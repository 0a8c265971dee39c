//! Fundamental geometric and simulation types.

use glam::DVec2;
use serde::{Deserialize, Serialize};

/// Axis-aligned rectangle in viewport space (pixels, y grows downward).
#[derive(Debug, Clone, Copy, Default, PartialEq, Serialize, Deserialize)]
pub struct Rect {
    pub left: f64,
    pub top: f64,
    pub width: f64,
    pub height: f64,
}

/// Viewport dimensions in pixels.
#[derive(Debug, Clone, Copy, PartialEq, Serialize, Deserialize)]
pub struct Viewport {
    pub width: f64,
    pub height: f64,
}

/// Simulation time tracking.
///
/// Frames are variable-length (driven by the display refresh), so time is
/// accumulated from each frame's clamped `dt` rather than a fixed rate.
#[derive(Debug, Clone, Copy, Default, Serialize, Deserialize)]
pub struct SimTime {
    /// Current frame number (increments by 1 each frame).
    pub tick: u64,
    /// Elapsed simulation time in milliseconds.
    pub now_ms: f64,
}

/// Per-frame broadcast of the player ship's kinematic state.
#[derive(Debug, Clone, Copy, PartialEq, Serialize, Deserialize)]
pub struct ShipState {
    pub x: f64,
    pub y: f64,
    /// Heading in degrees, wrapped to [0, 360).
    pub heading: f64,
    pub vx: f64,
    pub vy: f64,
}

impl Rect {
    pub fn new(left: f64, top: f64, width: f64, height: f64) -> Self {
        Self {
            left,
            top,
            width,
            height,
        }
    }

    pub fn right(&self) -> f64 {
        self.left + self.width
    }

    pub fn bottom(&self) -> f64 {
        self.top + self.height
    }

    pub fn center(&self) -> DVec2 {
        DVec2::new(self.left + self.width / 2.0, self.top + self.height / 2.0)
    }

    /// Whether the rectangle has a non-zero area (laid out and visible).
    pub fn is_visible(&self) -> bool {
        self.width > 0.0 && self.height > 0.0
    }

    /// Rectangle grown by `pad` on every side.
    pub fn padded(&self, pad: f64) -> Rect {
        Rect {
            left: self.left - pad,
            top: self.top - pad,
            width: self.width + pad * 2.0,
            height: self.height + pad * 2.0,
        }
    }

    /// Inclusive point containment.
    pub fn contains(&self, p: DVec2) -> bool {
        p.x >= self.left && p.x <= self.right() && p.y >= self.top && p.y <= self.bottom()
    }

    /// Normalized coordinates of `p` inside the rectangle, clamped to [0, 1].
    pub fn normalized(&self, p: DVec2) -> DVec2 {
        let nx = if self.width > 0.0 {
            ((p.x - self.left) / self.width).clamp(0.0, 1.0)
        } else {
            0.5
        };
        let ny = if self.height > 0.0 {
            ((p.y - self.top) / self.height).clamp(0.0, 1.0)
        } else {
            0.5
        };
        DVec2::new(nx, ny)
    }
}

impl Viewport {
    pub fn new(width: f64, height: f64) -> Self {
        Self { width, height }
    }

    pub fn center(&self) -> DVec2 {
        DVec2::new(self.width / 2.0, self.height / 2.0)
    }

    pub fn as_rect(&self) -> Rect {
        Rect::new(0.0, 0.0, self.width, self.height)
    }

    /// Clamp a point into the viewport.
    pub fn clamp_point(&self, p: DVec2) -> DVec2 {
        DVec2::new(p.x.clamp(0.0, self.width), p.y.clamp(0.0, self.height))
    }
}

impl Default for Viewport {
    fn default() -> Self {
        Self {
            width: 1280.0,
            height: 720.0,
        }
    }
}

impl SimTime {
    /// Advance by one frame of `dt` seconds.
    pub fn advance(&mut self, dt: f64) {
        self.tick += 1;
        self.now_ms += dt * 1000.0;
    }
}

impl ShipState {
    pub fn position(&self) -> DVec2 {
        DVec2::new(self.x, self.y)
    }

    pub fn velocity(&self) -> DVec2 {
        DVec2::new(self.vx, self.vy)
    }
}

====

REQUIRED ACTION – Identify every line above with the string "Clone" in it. Copy those lines.

SOLUTION TO THIS EXERCISE –
#[derive(Debug, Clone, Copy, Default, PartialEq, Serialize, Deserialize)]
#[derive(Debug, Clone, Copy, PartialEq, Serialize, Deserialize)]
#[derive(Debug, Clone, Copy, Default, Serialize, Deserialize)]
#[derive(Debug, Clone, Copy, PartialEq, Serialize, Deserialize)]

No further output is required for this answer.